A bright future: South Korea ranks among the top 10 beauty markets globally

April 4, 2017

As the world’s beauty and personal care industry descends upon London today for the 27th edition of in-cosmetics Global, the world’s leading exhibition for personal care ingredients, new research from Mintel shines a spotlight on South Korea’s beauty market, the beauty trends impacting the global beauty industry and the latest innovations in textures, ingredients and product experience.

Facial skincare accounts for 51% of the total South Korean beauty market

Mintel research reveals that South Korea is among the top 10 global beauty markets, estimated at just over US$13 billion in 2017. Facial skincare accounts for more than half (51%) of the total market share with $6.5 billion in retail sales and a projected 5.8% CAGR over the next five years to reach $7.2 billion by 2020. Much of the success of the facial skincare category is in part due to the abundance of new product development and the fact that more than two thirds (68%) of total skincare product launches in South Korea 2015-2016* were facial skincare products, according to Mintel Global New Products Database (GNPD).

Following facial skincare, colour cosmetics makes up the second largest beauty category in the South Korean market, valued at $2.3 billion in 2017. Mintel research indicates that the market is supported by an active and engaged consumer base with per capita spend on colour cosmetics in South Korea at $45** in 2017, compared to $43** in the UK and $37** in the US, and more than double the global average per capita spend of $21**. With a projected CAGR of 8.1% over the next five years, the market is estimated to reach $2.8 billion by 2020.

Jane Jang, Senior Beauty Analyst at Mintel, commented: “The Korean beauty market remains buoyant thanks to fast-paced innovations and highly engaged consumers who don’t hesitate to adopt novel products delivering new beauty experiences. The success of the market has been heavily driven by the boom of facial skincare, but is also highlighted by the impressive per capita spend on colour cosmetics which is more than double the global average.”

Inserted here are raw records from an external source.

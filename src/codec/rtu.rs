// SPDX-FileCopyrightText: Copyright (c) 2024-2026 modbus-bridge contributors
// SPDX-License-Identifier: MIT OR Apache-2.0

use std::io::{Error, ErrorKind, Result};

use bytes::{Buf as _, BufMut as _, Bytes, BytesMut};
use tokio_util::codec::{Decoder, Encoder};

use crate::{
    codec::decode_request,
    frame::{rtu::*, RequestPdu, ResponsePdu},
    slave::SlaveId,
};

// [Modbus over Serial Line Specification and Implementation Guide V1.02](http://modbus.org/docs/Modbus_over_serial_line_V1_02.pdf), page 13
// "The maximum size of a Modbus RTU frame is 256 bytes."
const MAX_FRAME_LEN: usize = 256;

const CRC_BYTE_COUNT: usize = 2;

/// CRC-16 (Modbus): polynomial `0xA001`, initial value `0xFFFF`, no final
/// XOR. The result is emitted low-byte-first on the wire.
pub(crate) fn calc_crc(data: &[u8]) -> u16 {
    let mut crc = 0xFFFF;
    for x in data {
        crc ^= u16::from(*x);
        for _ in 0..8 {
            let crc_odd = (crc & 0x0001) != 0;
            crc >>= 1;
            if crc_odd {
                crc ^= 0xA001;
            }
        }
    }
    crc
}

fn check_crc(adu_data: &[u8], crc_lo: u8, crc_hi: u8) -> Result<()> {
    let expected_crc = u16::from_le_bytes([crc_lo, crc_hi]);
    let actual_crc = calc_crc(adu_data);
    if expected_crc != actual_crc {
        return Err(Error::new(
            ErrorKind::InvalidData,
            format!("Invalid CRC: expected = 0x{expected_crc:0>4X}, actual = 0x{actual_crc:0>4X}"),
        ));
    }
    Ok(())
}

/// Splits complete, CRC-verified frames off the receive buffer and resyncs
/// byte-wise after transmission errors.
#[derive(Debug, Default, Eq, PartialEq)]
pub(crate) struct FrameDecoder {
    dropped_bytes: usize,
}

impl FrameDecoder {
    fn decode(&mut self, buf: &mut BytesMut, pdu_len: usize) -> Result<Option<(SlaveId, Bytes)>> {
        let adu_len = 1 + pdu_len;
        if buf.len() < adu_len + CRC_BYTE_COUNT {
            // Incomplete frame
            return Ok(None);
        }

        check_crc(&buf[..adu_len], buf[adu_len], buf[adu_len + 1])?;

        if self.dropped_bytes > 0 {
            log::warn!(
                "Successfully decoded frame after dropping {} byte(s)",
                self.dropped_bytes
            );
            self.dropped_bytes = 0;
        }
        let mut adu_buf = buf.split_to(adu_len);
        buf.advance(CRC_BYTE_COUNT);
        let slave_id = adu_buf.split_to(1)[0];
        Ok(Some((slave_id, adu_buf.freeze())))
    }

    fn recover_on_error(&mut self, buf: &mut BytesMut) {
        // If decoding failed the buffer cannot be empty
        debug_assert!(!buf.is_empty());
        log::debug!("Dropped first byte: {:X?}", buf.first().unwrap());
        if self.dropped_bytes >= MAX_FRAME_LEN {
            log::error!(
                "Giving up to decode frame after dropping {} byte(s)",
                self.dropped_bytes
            );
            self.dropped_bytes = 0;
        }
        self.dropped_bytes += 1;
        buf.advance(1);
    }
}

fn get_request_pdu_len(adu_buf: &BytesMut) -> Result<Option<usize>> {
    let Some(fn_code) = adu_buf.get(1) else {
        return Ok(None);
    };
    let len = match fn_code {
        0x01..=0x06 => 5,
        0x0F | 0x10 => {
            return Ok(adu_buf
                .get(6)
                .map(|&byte_count| 6 + usize::from(byte_count)));
        }
        0x2B => 4,
        _ => {
            return Err(Error::new(
                ErrorKind::InvalidData,
                format!("Invalid function code: 0x{fn_code:0>2X}"),
            ));
        }
    };
    Ok(Some(len))
}

fn get_response_pdu_len(adu_buf: &BytesMut) -> Result<Option<usize>> {
    let Some(fn_code) = adu_buf.get(1) else {
        return Ok(None);
    };
    let len = match fn_code {
        0x01..=0x04 => {
            return Ok(adu_buf
                .get(2)
                .map(|&byte_count| 2 + usize::from(byte_count)));
        }
        0x05 | 0x06 | 0x0F | 0x10 => 5,
        0x2B => return get_device_info_response_pdu_len(adu_buf),
        0x81..=0xAB => 2,
        _ => {
            return Err(Error::new(
                ErrorKind::InvalidData,
                format!("Invalid function code: 0x{fn_code:0>2X}"),
            ));
        }
    };
    Ok(Some(len))
}

/// A device-identification response has no single byte-count field; the
/// object list is walked as far as it has been buffered.
///
/// PDU layout: `[fn][mei][category][conformity][more][next][count]`
/// followed by `count` × `[id][len][len bytes]`.
fn get_device_info_response_pdu_len(adu_buf: &BytesMut) -> Result<Option<usize>> {
    // adu_buf[0] is the slave id, the PDU starts at index 1.
    let Some(&object_count) = adu_buf.get(7) else {
        return Ok(None);
    };
    let mut pdu_len = 7;
    let mut pos = 8;
    for _ in 0..object_count {
        let Some(&object_len) = adu_buf.get(pos + 1) else {
            return Ok(None);
        };
        pdu_len += 2 + usize::from(object_len);
        pos += 2 + usize::from(object_len);
    }
    Ok(Some(pdu_len))
}

fn decode<F>(
    pdu_type: &str,
    frame_decoder: &mut FrameDecoder,
    get_pdu_len: F,
    buf: &mut BytesMut,
) -> Result<Option<(SlaveId, Bytes)>>
where
    F: Fn(&BytesMut) -> Result<Option<usize>>,
{
    const MAX_RETRIES: usize = 20;

    for _ in 0..MAX_RETRIES {
        let result = get_pdu_len(buf).and_then(|pdu_len| {
            let Some(pdu_len) = pdu_len else {
                // Incomplete frame
                return Ok(None);
            };
            frame_decoder.decode(buf, pdu_len)
        });

        if let Err(err) = result {
            log::warn!("Failed to decode {pdu_type} frame: {err}");
            frame_decoder.recover_on_error(buf);
            continue;
        }

        return result;
    }

    log::error!("Giving up to decode frame after {MAX_RETRIES} retries");
    Err(Error::new(ErrorKind::InvalidData, "Too many retries"))
}

#[derive(Debug, Default, Eq, PartialEq)]
pub(crate) struct ClientCodec {
    frame_decoder: FrameDecoder,
}

#[derive(Debug, Default, Eq, PartialEq)]
pub(crate) struct ServerCodec {
    frame_decoder: FrameDecoder,
}

impl Decoder for ClientCodec {
    type Item = ResponseAdu;
    type Error = Error;

    fn decode(&mut self, buf: &mut BytesMut) -> Result<Option<ResponseAdu>> {
        let Some((slave_id, pdu_data)) =
            decode("response", &mut self.frame_decoder, get_response_pdu_len, buf)?
        else {
            return Ok(None);
        };

        let hdr = Header { slave_id };

        // Decoding of the PDU is unlikely to fail due to transmission
        // errors, because the frame's bytes have already been verified
        // with the CRC.
        ResponsePdu::try_from(pdu_data)
            .map(|pdu| Some(ResponseAdu { hdr, pdu }))
            .map_err(|err| {
                log::error!("Failed to decode response PDU: {err}");
                err
            })
    }
}

impl Decoder for ServerCodec {
    type Item = RequestFrame;
    type Error = Error;

    fn decode(&mut self, buf: &mut BytesMut) -> Result<Option<RequestFrame>> {
        let Some((slave_id, pdu_data)) =
            decode("request", &mut self.frame_decoder, get_request_pdu_len, buf)?
        else {
            return Ok(None);
        };

        let hdr = Header { slave_id };
        let pdu = decode_request(&pdu_data)
            .map_err(|err| {
                log::error!("Failed to decode request PDU: {err}");
                err
            })?
            .map(RequestPdu);
        Ok(Some(RequestFrame { hdr, pdu }))
    }
}

impl Encoder<RequestAdu> for ClientCodec {
    type Error = Error;

    fn encode(&mut self, adu: RequestAdu, buf: &mut BytesMut) -> Result<()> {
        let RequestAdu { hdr, pdu } = adu;
        let pdu_data: Bytes = pdu.into();
        buf.reserve(pdu_data.len() + 3);
        let start = buf.len();
        buf.put_u8(hdr.slave_id);
        buf.put_slice(&pdu_data);
        let crc = calc_crc(&buf[start..]);
        buf.put_u16_le(crc);
        Ok(())
    }
}

impl Encoder<ResponseAdu> for ServerCodec {
    type Error = Error;

    fn encode(&mut self, adu: ResponseAdu, buf: &mut BytesMut) -> Result<()> {
        let ResponseAdu { hdr, pdu } = adu;
        let pdu_data: Bytes = pdu.into();
        buf.reserve(pdu_data.len() + 3);
        let start = buf.len();
        buf.put_u8(hdr.slave_id);
        buf.put_slice(&pdu_data);
        let crc = calc_crc(&buf[start..]);
        buf.put_u16_le(crc);
        Ok(())
    }
}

Jane discusses the South Korean beauty and personal care trends that are set to impact global beauty markets moving forward:


“Looking at facial skincare, 2017 will be the year of extreme segmentation. Products will become increasingly targeted and multi-functional, responding to the needs of knowledgeable and demanding consumers. South Korean Beauty routines can consist of up to 10 steps, and a common obsession for specific claims – especially moisturising, brightening, whitening and anti-ageing – means that most products combine multiple functions. The goal is to achieve the so-called ‘chok-chok’ skin, which is supposed to look bright, fair, plump, dewy and youthful.”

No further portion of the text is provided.